The obvious problem with biometrics is that once someone has stolen your fingerprint or iris ID, you cannot simply reset those to block their access as you might a password. Now, research in the International Journal of Computational Vision and Robotics offers a new approach to protecting biometric authentication data so that the risk associated with this kind of irreversible identity theft can be largely avoided and give users an option to reset their fingerprints and other biometrics, as it were.
Biometric authentication systems identify individuals using physiological or behavioural characteristics, such as fingerprints, facial features, or even how they type or move a computer mouse rather than passwords or physical tokens. However, such traits are essentially fixed and so compromised data cannot simply be reset like a password. To address this, the study focuses on the idea of cancellable biometrics, a technique in which biometric data is deliberately transformed from the start so that it can be revoked and replaced if stolen, while still allowing accurate identity verification.
The proposed system combines several computational techniques to protect biometric templates.
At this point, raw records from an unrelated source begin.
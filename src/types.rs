/*!
 * Core types and data structures for repo-flattener
 */

use std::cmp::Ordering;
use std::fmt;
use std::hash::{Hash, Hasher};
use std::path::{Component, Path, PathBuf};

use crate::bail;
use crate::error::Result;

/// A slash-separated path to a file below the repository root
///
/// Never absolute and never contains a `..` segment, so joining it onto the
/// root always stays inside the root. Equality and ordering use the
/// normalized form; the spelling it was parsed from is kept for headers.
#[derive(Debug, Clone)]
pub struct RelativePath {
    normalized: String,
    given: String,
}

impl RelativePath {
    /// Parse a user-supplied path, dropping `.` and empty segments
    ///
    /// `\` is a separator on Windows only. Elsewhere it is an ordinary file
    /// name character.
    pub fn parse(raw: &str) -> Result<Self> {
        let unified = if cfg!(windows) {
            raw.replace('\\', "/")
        } else {
            raw.to_string()
        };
        if unified.starts_with('/') || Path::new(raw).is_absolute() || has_drive_prefix(&unified) {
            bail!(Security, "absolute path not allowed: {}", raw);
        }

        let mut segments = Vec::new();
        for segment in unified.split('/') {
            match segment {
                "" | "." => continue,
                ".." => bail!(Security, "path traversal not allowed: {}", raw),
                other => segments.push(other),
            }
        }

        if segments.is_empty() {
            bail!(Security, "empty path: {:?}", raw);
        }

        Ok(Self {
            normalized: segments.join("/"),
            given: raw.to_string(),
        })
    }

    /// Build from a path already known to lie below the root
    pub(crate) fn from_relative(path: &Path) -> Self {
        let segments: Vec<String> = path
            .components()
            .filter_map(|c| match c {
                Component::Normal(s) => Some(s.to_string_lossy().into_owned()),
                _ => None,
            })
            .collect();
        let normalized = segments.join("/");
        Self {
            given: normalized.clone(),
            normalized,
        }
    }

    pub fn as_str(&self) -> &str {
        &self.normalized
    }

    /// The path as it was spelled by the caller
    pub fn as_given(&self) -> &str {
        &self.given
    }

    /// Path segments, directories first, file name last
    pub fn segments(&self) -> impl Iterator<Item = &str> {
        self.normalized.split('/')
    }

    /// Last segment
    pub fn file_name(&self) -> &str {
        self.normalized.rsplit('/').next().unwrap_or(&self.normalized)
    }

    /// Resolve against a root directory
    pub fn to_path(&self, root: &Path) -> PathBuf {
        self.segments().fold(root.to_path_buf(), |acc, s| acc.join(s))
    }
}

fn has_drive_prefix(path: &str) -> bool {
    let bytes = path.as_bytes();
    bytes.len() >= 2
        && bytes[0].is_ascii_alphabetic()
        && bytes[1] == b':'
        && (bytes.len() == 2 || bytes[2] == b'/')
}

impl PartialEq for RelativePath {
    fn eq(&self, other: &Self) -> bool {
        self.normalized == other.normalized
    }
}

impl Eq for RelativePath {}

impl PartialOrd for RelativePath {
    fn partial_cmp(&self, other: &Self) -> Option<Ordering> {
        Some(self.cmp(other))
    }
}

impl Ord for RelativePath {
    fn cmp(&self, other: &Self) -> Ordering {
        self.normalized.cmp(&other.normalized)
    }
}

impl Hash for RelativePath {
    fn hash<H: Hasher>(&self, state: &mut H) {
        self.normalized.hash(state);
    }
}

impl fmt::Display for RelativePath {
    fn fmt(&self, f: &mut fmt::Formatter<'_>) -> fmt::Result {
        f.write_str(&self.normalized)
    }
}

impl AsRef<str> for RelativePath {
    fn as_ref(&self) -> &str {
        &self.normalized
    }
}

/// A file that could not be flattened
#[derive(Debug, Clone)]
pub struct FileFailure {
    /// Path of the failing file relative to the root
    pub path: RelativePath,
    /// Human readable cause
    pub reason: String,
}

/// Outcome of a flatten run
#[derive(Debug, Clone)]
pub struct FlattenReport {
    /// Number of files written to the output directory
    pub success_count: usize,
    /// Number of files skipped because of an error
    pub failure_count: usize,
    /// Absolute path of the written manifest
    pub manifest_path: PathBuf,
    /// Details for every skipped file, in input order
    pub failures: Vec<FileFailure>,
    /// Bytes read from the source files that were written
    pub bytes_processed: u64,
}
Feature extraction is performed using Speeded-Up Robust Features (SURF), a computer vision method that detects distinctive points in images. The resulting data is then processed using a Fast Fourier Transform (FFT), a mathematical tool that converts signals into frequency components. Security is further enhanced through index-of-maximum hashing, which encodes dominant features into compact representations, and a matrix-based operation used to combine vectors securely.
The team has tested their approach on standard fingerprint datasets and found it to be comparable with existing methods but stronger than some in terms of strengthening resistance to attacks, including record multiplicity attacks, where adversaries attempt to reconstruct original data by linking multiple compromised templates.
Shaikh, A.S. and Patel, V.D. (2026) ‘Fingerprint template protection: cancellable biometrics’, Int. J. Computational Vision and Robotics, Vol. 16, No. 4, pp.399–410.